**What is needed:** Repeat the lines of the data exactly, from the first one through the one that contains "use std::fmt::Write;".

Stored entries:
::::::

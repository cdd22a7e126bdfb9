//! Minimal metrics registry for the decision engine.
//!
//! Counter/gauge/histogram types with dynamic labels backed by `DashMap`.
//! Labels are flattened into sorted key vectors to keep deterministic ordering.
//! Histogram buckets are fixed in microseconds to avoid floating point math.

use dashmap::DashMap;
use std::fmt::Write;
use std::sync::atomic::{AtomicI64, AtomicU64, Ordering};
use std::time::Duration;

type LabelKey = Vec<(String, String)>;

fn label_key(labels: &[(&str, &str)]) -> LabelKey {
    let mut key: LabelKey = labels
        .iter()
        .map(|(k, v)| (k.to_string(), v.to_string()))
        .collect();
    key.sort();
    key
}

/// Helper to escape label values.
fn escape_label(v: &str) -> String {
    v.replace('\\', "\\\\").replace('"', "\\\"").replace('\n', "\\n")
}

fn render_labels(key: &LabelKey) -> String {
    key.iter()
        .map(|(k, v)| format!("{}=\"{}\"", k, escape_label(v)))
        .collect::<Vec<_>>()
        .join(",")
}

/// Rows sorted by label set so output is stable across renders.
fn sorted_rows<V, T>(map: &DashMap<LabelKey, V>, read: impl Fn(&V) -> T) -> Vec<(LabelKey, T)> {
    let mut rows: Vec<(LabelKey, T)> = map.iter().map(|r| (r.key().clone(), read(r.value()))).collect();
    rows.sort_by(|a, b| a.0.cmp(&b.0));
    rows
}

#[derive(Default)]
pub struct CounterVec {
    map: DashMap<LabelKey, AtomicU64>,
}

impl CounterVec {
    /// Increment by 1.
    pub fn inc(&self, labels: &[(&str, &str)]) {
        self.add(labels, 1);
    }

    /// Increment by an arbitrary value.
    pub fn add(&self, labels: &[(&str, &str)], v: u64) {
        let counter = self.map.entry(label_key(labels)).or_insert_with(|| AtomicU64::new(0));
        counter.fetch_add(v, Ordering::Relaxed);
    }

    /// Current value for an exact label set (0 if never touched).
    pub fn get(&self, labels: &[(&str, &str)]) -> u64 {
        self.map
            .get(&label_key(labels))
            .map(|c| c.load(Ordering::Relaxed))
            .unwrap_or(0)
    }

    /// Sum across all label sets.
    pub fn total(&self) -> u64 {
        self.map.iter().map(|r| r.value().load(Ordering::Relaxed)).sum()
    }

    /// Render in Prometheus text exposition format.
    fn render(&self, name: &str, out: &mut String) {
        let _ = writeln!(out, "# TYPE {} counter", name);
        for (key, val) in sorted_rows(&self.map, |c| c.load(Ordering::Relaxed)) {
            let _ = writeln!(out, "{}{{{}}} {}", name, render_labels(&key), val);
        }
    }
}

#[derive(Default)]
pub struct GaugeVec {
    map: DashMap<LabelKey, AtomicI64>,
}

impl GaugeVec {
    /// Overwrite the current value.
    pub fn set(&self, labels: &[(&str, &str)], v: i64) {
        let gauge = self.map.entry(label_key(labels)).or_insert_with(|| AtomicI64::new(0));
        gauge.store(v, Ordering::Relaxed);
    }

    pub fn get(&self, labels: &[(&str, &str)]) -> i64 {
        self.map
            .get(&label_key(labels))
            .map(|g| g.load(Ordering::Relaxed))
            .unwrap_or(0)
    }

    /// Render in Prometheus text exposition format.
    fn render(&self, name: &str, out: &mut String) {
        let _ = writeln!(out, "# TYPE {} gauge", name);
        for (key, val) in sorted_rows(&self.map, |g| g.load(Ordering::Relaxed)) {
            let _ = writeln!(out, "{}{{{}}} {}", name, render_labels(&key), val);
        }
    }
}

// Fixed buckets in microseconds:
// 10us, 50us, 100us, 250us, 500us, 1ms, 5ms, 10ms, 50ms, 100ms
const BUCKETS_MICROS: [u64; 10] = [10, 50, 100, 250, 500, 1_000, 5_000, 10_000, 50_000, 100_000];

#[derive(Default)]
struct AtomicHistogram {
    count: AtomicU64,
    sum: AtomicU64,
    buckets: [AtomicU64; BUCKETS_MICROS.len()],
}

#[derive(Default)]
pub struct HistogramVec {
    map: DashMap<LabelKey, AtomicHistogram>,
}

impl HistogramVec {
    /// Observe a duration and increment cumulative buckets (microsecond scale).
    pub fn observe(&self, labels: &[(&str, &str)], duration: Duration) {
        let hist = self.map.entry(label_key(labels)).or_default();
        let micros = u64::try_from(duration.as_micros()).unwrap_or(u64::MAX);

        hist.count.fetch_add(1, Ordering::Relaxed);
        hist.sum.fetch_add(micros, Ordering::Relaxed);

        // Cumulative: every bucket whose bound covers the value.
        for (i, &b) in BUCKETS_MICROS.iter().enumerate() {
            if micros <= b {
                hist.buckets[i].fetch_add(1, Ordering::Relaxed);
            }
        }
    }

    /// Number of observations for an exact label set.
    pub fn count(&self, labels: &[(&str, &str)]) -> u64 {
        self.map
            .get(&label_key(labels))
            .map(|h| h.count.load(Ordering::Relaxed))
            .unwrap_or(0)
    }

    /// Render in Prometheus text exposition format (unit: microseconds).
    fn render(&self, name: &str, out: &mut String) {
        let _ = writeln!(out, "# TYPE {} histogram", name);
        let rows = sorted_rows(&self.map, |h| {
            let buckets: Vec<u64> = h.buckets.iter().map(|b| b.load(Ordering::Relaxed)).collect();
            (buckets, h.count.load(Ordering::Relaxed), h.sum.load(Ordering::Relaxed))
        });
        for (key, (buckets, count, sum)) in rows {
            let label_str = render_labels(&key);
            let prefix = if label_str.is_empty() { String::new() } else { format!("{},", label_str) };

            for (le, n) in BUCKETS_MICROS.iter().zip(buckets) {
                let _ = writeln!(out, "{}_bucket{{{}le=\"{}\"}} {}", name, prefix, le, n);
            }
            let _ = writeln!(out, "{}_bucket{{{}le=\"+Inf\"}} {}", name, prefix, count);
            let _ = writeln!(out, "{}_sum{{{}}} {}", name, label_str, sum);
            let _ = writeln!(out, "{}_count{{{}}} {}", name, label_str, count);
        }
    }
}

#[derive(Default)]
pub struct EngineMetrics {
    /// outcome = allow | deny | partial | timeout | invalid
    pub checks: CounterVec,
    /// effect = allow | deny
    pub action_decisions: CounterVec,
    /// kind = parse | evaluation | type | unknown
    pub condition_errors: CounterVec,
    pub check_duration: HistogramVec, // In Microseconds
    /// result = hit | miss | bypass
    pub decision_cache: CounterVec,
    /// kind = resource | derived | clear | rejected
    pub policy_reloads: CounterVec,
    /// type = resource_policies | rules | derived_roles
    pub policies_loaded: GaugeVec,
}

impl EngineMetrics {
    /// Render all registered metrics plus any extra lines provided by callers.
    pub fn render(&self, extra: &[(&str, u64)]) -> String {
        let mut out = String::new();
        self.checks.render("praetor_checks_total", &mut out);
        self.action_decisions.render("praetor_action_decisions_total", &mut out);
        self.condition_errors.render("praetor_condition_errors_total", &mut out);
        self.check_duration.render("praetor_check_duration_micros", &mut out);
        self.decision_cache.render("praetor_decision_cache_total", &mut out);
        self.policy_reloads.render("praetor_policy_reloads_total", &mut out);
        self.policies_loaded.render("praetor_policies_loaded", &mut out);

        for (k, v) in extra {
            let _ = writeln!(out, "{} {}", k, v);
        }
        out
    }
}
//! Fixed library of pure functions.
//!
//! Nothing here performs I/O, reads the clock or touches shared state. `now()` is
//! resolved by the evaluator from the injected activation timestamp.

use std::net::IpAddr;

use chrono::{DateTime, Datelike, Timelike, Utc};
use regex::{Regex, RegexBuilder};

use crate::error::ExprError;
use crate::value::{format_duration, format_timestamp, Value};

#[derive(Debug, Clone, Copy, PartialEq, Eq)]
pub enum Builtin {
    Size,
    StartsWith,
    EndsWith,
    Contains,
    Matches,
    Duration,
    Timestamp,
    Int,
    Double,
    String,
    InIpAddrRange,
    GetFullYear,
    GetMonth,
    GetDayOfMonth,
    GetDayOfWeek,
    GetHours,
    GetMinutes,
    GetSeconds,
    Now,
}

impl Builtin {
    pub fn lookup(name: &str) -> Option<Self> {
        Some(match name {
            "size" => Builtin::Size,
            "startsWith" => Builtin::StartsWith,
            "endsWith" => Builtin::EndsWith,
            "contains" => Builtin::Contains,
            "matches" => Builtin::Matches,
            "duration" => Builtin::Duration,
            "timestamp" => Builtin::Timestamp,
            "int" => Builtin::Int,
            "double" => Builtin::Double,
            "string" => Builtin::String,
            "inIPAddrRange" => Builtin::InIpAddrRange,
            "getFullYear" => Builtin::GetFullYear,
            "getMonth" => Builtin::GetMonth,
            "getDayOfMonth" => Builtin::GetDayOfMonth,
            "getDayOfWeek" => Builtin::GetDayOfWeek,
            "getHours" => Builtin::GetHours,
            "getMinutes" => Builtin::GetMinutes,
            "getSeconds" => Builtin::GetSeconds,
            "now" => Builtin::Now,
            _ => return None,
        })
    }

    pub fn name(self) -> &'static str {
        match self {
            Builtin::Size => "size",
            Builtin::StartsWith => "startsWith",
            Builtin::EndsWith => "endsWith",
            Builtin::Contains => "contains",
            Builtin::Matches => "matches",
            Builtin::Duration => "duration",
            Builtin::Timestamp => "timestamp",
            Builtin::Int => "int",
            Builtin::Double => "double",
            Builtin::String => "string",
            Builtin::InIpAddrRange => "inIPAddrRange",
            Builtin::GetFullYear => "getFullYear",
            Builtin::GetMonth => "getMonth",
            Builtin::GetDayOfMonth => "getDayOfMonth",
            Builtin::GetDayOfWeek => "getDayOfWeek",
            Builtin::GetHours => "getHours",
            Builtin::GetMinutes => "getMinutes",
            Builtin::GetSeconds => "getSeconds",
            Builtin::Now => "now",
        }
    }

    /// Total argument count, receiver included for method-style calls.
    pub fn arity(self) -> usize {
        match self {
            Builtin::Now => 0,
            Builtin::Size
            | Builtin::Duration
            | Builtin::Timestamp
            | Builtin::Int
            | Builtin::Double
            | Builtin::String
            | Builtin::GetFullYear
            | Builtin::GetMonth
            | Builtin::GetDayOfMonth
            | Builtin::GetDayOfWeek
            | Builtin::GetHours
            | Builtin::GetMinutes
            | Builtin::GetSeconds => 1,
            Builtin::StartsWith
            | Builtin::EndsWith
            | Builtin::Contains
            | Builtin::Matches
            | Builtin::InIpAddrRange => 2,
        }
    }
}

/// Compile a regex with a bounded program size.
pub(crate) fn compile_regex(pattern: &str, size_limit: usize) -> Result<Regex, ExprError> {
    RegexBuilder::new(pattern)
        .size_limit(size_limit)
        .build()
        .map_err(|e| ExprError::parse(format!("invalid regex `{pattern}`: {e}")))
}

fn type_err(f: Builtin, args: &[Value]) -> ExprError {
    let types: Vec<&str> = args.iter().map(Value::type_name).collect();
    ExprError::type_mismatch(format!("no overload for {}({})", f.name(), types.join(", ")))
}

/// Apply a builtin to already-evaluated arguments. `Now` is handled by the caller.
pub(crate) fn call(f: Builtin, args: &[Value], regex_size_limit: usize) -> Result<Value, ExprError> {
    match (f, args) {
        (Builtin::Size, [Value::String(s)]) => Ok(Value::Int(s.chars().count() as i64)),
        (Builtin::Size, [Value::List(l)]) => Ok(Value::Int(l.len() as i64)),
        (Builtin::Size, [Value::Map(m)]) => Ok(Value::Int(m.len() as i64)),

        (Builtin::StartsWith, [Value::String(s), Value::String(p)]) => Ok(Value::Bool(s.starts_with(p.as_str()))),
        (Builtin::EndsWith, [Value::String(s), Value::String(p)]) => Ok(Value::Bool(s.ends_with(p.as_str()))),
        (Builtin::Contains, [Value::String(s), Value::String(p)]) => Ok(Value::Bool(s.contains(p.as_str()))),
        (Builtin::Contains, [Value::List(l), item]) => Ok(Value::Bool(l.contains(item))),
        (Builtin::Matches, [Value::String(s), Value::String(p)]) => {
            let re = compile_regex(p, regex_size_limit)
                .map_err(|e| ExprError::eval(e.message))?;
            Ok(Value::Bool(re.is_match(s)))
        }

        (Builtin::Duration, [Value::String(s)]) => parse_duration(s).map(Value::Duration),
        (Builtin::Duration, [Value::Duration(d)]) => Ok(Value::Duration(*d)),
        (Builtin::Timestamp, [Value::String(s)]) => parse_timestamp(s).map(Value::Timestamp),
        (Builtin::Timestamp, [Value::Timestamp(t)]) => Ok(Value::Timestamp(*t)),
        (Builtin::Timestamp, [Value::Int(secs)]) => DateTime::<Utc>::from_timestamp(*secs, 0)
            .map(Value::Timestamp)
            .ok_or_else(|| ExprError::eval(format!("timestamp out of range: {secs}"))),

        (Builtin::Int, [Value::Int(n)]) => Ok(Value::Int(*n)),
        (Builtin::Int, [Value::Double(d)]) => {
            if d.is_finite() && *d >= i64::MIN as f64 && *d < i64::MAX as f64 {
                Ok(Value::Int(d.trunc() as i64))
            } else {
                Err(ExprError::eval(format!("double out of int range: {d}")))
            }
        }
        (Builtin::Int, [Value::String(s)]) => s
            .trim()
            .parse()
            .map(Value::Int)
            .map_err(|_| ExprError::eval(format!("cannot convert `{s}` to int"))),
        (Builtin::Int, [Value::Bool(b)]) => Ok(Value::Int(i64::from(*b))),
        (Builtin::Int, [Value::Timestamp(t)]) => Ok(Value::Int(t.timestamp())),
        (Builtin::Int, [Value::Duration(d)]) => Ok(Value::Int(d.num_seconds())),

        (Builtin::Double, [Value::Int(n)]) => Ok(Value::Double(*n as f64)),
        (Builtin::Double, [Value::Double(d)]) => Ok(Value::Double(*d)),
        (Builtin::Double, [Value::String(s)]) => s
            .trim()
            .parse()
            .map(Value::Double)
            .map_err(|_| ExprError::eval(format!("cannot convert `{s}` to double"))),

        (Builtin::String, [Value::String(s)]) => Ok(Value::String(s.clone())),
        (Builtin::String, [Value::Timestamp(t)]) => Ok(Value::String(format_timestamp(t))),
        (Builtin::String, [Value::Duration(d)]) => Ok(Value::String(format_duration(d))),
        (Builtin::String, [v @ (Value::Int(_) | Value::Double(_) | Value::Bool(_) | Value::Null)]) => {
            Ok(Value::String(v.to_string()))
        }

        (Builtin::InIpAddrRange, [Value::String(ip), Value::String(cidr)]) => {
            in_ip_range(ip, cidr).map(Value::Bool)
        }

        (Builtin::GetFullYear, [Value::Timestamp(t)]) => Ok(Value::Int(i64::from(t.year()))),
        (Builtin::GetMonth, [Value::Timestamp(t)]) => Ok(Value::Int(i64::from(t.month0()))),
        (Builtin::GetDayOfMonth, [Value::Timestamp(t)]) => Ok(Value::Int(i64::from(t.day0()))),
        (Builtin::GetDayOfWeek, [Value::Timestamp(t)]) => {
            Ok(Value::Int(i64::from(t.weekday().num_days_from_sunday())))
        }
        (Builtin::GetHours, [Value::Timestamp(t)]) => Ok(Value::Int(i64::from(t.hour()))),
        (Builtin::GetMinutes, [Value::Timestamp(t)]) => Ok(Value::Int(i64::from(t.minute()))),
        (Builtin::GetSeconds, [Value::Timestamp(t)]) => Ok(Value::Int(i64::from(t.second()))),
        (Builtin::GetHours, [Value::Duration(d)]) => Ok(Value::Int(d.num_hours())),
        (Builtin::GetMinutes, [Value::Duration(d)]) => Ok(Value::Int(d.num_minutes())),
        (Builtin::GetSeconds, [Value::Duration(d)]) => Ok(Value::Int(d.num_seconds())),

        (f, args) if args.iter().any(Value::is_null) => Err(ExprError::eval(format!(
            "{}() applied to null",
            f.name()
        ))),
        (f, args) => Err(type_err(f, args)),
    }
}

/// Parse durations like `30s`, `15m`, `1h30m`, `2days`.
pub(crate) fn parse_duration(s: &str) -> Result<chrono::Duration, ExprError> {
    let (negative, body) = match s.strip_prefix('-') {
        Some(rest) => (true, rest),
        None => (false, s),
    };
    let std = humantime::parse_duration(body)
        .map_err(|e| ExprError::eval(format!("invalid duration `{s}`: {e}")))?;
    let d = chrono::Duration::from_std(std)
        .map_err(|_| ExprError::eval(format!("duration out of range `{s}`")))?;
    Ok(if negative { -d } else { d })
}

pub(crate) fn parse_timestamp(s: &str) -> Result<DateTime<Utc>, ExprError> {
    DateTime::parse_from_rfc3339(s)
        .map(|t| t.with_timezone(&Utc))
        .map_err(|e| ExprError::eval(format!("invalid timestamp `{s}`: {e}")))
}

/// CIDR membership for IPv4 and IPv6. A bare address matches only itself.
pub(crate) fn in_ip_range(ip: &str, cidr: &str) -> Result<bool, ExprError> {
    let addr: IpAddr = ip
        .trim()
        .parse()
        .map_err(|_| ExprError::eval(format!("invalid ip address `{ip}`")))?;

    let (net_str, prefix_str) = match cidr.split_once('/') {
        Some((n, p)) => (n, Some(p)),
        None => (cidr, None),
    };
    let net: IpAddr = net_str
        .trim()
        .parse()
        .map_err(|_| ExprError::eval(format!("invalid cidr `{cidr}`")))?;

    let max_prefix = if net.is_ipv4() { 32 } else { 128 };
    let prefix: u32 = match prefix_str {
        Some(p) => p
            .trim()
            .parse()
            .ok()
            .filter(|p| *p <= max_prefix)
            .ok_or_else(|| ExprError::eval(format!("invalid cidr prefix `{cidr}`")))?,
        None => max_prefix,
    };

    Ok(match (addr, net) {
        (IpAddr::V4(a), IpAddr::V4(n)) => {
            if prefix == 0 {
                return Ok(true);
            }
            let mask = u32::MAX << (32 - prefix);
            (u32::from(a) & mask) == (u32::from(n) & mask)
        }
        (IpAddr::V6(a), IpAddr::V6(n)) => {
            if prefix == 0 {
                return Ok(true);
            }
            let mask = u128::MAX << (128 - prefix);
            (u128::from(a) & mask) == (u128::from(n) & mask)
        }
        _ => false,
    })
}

::::::

**Answer box:**
repository cdd22a7e126bdfb9
//! Minimal metrics registry for the decision engine.
//!
//! Counter/gauge/histogram types with dynamic labels backed by `DashMap`.
//! Labels are flattened into sorted key vectors to keep deterministic ordering.
//! Histogram buckets are fixed in microseconds to avoid floating point math.

use dashmap::DashMap;
use std::fmt::Write;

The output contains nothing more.